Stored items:

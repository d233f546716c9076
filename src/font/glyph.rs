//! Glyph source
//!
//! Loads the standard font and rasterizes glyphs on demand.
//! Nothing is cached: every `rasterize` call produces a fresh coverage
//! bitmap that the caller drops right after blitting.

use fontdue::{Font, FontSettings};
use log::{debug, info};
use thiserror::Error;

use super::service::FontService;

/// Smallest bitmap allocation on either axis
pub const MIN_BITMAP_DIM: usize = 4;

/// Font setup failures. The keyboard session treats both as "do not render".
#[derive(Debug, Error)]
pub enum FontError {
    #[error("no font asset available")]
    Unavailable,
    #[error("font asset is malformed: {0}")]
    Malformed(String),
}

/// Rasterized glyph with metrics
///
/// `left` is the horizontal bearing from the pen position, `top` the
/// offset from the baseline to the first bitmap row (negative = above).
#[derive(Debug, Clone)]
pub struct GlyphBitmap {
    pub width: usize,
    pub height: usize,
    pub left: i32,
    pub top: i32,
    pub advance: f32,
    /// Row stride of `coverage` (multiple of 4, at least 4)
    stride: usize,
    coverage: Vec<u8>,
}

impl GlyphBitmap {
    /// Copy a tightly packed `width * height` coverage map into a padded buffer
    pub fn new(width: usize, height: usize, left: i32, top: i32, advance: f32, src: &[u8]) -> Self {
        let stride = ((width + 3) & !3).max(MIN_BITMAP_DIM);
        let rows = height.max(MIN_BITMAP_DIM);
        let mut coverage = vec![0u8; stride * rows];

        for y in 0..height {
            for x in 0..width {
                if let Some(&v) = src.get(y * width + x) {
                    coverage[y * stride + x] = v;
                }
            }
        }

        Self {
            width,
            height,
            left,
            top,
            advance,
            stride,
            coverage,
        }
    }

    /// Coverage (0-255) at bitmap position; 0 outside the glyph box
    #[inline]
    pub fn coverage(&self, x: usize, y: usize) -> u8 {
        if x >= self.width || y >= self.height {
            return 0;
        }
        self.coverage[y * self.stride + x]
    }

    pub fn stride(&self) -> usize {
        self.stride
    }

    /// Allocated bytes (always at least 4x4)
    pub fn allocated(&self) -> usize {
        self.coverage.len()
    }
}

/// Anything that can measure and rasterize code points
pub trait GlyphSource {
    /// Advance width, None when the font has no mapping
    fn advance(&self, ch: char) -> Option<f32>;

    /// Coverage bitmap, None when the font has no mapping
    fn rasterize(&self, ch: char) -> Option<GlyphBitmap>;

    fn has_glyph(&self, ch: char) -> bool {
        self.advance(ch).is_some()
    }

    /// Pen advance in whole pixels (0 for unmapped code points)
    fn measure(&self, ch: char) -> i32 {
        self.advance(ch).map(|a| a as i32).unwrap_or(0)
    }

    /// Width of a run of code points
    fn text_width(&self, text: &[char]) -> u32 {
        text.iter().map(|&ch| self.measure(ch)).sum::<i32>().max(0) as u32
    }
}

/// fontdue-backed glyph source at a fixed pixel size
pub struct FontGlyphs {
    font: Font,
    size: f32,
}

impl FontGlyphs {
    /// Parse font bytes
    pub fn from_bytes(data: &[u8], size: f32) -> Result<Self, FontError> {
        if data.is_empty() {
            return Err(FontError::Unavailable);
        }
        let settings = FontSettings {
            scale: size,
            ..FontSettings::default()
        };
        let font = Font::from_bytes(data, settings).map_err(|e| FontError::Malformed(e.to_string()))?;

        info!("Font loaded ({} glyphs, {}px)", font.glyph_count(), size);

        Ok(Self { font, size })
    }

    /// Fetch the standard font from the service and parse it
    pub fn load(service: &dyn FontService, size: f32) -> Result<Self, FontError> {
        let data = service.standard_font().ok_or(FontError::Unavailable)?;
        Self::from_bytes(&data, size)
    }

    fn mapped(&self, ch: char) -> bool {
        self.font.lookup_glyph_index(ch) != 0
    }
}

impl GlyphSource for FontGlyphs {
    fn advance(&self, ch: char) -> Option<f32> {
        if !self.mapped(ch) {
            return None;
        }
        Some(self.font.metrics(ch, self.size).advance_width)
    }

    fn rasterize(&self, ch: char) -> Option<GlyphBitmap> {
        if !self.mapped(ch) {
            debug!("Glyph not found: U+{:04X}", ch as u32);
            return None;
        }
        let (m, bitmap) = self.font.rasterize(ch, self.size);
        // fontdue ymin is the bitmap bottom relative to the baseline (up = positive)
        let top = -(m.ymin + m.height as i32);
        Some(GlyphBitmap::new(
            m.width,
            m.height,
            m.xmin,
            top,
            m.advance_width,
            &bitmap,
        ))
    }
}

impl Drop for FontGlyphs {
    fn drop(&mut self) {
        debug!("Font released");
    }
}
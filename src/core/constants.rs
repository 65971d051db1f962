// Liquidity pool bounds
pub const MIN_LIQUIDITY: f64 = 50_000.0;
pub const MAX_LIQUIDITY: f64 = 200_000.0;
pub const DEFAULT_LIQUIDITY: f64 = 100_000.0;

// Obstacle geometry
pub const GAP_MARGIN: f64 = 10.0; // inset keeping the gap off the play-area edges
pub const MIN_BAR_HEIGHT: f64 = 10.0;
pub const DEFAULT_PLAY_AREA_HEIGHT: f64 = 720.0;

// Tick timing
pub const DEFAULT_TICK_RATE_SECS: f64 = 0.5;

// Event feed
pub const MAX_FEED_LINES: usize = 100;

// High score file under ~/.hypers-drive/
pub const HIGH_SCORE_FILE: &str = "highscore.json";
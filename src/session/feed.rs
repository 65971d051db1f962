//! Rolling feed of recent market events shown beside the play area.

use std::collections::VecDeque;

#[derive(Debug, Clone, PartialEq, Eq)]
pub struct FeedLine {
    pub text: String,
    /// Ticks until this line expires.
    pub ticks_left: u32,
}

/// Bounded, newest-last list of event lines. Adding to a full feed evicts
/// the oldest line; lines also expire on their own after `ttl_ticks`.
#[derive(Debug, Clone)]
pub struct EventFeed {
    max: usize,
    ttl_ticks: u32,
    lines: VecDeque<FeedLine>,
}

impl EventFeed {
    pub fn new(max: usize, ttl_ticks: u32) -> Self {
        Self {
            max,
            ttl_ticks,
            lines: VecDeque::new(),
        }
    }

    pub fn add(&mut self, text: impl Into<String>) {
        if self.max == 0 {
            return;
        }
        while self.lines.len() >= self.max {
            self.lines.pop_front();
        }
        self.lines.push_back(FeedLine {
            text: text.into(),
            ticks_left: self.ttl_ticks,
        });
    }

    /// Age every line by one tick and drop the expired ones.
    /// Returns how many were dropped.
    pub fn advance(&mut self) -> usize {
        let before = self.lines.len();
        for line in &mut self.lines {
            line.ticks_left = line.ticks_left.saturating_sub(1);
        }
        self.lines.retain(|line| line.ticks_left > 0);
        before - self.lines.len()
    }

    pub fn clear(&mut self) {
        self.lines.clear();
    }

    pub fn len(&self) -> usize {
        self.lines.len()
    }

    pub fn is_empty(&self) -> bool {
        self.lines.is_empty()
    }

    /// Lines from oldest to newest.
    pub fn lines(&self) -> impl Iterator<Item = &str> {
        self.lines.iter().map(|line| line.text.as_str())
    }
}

--

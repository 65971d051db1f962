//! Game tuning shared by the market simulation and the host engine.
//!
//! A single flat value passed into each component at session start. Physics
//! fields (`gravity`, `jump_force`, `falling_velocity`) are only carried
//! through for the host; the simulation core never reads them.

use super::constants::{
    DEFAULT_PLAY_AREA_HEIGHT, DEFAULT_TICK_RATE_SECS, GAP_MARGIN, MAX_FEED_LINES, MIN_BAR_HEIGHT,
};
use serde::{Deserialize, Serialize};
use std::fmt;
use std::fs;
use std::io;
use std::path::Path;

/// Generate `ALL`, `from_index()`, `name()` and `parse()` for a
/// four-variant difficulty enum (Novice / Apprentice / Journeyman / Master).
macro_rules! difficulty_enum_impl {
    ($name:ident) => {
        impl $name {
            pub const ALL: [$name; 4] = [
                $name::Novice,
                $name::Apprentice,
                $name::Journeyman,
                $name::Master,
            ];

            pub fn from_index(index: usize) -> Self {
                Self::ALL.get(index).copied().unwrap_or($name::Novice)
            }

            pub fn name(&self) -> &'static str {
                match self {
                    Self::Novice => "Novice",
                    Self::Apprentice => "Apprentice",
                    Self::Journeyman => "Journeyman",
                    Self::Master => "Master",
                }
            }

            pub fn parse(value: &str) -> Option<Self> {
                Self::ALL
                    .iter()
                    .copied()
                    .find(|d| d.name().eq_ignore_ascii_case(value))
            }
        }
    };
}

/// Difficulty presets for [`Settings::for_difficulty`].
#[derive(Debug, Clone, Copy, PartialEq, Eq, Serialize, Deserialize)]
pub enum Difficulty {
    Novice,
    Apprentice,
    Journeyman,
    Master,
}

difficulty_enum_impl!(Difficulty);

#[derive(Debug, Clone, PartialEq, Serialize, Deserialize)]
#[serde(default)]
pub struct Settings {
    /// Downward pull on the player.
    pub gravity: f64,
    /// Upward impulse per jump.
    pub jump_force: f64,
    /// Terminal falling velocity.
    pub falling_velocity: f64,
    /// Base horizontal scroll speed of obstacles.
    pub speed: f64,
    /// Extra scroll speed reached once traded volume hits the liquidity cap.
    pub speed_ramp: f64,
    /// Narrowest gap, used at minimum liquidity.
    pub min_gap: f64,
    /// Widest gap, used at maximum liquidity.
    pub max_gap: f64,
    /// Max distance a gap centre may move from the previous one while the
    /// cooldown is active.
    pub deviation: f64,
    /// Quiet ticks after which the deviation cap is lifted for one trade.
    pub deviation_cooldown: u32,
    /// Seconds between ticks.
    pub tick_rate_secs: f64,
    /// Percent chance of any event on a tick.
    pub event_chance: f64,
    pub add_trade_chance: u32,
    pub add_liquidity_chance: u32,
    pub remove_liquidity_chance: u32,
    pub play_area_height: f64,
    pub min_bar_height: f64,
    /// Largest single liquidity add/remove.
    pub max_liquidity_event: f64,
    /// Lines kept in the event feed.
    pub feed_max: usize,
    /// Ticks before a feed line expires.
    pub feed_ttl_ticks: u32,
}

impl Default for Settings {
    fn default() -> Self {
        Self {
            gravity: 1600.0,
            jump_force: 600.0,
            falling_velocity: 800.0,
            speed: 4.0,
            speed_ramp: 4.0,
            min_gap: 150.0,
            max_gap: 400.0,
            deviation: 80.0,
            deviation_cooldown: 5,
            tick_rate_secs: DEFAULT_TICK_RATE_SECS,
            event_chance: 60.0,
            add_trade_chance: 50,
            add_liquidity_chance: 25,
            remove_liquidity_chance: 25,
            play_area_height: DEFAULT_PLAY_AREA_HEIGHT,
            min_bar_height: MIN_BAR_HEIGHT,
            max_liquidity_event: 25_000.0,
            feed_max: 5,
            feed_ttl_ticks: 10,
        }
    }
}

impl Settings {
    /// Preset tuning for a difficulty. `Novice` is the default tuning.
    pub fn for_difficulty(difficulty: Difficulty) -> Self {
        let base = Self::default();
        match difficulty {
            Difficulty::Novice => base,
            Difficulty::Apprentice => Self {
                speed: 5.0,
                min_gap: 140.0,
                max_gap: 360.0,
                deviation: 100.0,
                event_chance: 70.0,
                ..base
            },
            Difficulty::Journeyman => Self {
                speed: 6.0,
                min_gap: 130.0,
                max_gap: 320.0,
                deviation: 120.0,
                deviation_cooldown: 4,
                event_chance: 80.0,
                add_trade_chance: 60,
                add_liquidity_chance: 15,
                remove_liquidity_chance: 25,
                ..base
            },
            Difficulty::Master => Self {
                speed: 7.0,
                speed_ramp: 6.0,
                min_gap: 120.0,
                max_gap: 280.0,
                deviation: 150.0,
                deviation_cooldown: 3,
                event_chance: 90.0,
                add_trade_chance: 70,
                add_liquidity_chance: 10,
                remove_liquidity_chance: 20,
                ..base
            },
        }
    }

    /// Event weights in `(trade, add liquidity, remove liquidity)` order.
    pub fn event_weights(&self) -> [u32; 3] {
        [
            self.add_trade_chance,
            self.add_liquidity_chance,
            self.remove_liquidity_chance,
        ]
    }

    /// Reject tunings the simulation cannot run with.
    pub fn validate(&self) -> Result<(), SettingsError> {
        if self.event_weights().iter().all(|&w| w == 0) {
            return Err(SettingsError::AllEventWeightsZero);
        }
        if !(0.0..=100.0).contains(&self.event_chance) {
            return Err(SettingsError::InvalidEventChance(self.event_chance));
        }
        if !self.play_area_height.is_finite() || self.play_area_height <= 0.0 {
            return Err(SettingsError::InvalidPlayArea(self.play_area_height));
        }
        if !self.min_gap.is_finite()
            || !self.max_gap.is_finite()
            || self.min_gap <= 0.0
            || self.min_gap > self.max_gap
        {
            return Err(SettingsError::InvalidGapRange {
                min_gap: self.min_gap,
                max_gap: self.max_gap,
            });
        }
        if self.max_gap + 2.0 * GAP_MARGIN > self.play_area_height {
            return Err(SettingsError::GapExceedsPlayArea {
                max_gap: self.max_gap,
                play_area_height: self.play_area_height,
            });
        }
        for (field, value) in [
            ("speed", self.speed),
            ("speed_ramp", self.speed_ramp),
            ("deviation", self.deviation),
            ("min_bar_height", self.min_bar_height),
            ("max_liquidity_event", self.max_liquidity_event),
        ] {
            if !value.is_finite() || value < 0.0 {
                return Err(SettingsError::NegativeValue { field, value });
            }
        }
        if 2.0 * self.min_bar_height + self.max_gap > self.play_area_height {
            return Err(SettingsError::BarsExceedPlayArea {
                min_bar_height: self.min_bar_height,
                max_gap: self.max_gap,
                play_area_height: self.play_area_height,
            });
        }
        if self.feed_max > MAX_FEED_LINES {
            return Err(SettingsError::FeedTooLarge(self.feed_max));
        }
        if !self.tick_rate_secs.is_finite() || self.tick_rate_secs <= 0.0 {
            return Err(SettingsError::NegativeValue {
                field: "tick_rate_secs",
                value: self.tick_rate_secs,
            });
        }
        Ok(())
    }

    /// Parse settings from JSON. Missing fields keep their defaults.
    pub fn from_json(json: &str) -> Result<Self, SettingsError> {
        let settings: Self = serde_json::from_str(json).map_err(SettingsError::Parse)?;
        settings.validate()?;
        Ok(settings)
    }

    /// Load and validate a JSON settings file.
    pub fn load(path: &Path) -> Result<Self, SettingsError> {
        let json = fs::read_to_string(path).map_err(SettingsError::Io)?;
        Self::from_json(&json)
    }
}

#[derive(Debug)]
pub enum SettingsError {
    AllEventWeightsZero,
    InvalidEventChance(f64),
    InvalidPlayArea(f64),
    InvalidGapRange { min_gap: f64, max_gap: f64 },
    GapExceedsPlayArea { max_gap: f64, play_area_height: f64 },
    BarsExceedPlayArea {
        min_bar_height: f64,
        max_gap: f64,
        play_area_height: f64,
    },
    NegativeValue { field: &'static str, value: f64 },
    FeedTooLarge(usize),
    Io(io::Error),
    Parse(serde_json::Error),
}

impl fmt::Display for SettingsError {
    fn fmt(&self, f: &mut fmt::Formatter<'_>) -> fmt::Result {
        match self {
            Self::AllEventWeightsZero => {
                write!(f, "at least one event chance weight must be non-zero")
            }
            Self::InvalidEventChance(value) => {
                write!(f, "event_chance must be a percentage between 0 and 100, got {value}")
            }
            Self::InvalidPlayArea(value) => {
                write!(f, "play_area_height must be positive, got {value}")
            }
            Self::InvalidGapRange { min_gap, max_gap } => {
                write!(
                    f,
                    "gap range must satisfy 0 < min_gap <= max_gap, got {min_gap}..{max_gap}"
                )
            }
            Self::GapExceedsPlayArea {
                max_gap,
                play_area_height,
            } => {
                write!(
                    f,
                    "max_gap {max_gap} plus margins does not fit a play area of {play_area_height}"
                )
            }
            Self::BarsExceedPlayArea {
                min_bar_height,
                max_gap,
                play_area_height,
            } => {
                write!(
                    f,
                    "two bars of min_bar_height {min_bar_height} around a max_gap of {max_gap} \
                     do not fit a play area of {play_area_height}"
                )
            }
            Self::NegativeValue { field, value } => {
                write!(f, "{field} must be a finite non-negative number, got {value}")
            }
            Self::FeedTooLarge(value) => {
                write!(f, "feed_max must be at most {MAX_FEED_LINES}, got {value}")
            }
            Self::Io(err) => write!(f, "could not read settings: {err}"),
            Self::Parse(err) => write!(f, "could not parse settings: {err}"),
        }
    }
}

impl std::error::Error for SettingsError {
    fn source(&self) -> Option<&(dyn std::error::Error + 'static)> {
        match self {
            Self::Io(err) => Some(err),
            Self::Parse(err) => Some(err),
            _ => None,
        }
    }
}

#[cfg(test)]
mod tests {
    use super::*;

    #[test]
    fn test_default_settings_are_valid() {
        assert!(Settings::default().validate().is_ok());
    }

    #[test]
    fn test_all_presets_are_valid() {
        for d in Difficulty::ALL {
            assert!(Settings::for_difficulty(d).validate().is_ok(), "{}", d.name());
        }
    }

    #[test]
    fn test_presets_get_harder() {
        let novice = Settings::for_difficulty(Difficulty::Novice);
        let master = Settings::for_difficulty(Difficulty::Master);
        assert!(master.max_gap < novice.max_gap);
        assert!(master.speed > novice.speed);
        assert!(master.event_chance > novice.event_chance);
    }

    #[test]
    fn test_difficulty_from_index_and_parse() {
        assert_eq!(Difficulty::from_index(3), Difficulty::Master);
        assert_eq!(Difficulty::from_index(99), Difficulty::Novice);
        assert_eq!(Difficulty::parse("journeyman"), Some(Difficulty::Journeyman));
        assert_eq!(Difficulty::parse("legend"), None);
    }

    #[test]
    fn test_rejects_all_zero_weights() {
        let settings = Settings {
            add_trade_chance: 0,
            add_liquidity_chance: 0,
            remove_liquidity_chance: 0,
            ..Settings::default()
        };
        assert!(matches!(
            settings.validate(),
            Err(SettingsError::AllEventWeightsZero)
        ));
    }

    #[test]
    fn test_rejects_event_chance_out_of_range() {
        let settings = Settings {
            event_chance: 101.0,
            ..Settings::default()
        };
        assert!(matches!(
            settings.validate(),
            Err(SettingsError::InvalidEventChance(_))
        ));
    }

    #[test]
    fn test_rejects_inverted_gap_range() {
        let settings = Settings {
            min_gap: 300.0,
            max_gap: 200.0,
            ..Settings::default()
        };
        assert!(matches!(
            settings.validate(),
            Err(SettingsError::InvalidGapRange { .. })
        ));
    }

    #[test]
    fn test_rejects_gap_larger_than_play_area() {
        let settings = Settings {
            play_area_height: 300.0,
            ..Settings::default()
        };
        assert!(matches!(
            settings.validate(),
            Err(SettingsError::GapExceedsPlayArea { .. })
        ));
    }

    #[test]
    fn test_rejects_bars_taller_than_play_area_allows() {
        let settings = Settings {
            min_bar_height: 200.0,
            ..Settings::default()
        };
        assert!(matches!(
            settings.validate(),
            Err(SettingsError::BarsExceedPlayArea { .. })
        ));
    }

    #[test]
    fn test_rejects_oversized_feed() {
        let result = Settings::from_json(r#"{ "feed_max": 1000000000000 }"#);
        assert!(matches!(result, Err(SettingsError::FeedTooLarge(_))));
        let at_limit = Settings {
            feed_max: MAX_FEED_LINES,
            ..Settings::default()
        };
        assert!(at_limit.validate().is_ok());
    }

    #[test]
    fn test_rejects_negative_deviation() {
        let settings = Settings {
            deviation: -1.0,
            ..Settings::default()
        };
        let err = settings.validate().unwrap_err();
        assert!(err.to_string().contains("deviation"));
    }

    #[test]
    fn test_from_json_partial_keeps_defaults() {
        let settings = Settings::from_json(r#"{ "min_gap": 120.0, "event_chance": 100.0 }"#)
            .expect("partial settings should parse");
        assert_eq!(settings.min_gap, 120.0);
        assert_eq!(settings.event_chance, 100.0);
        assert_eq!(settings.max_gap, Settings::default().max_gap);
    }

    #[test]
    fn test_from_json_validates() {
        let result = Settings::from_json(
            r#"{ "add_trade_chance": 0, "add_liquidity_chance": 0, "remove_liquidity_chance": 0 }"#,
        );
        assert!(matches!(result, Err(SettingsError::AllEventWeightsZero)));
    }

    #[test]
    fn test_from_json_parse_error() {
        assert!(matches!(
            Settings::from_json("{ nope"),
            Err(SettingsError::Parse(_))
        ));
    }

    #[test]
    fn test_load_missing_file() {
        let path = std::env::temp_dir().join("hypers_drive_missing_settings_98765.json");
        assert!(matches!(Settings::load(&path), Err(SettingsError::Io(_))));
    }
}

What you are asked to do: Your task is to retype the entries verbatim, starting with the line that holds "let settings: Self" and stopping after the line that holds "pub fn load(path: &Path)".

Task response:
        let settings: Self = serde_json::from_str(json).map_err(SettingsError::Parse)?;
        settings.validate()?;
        Ok(settings)
    }

    /// Load and validate a JSON settings file.
    pub fn load(path: &Path) -> Result<Self, SettingsError> {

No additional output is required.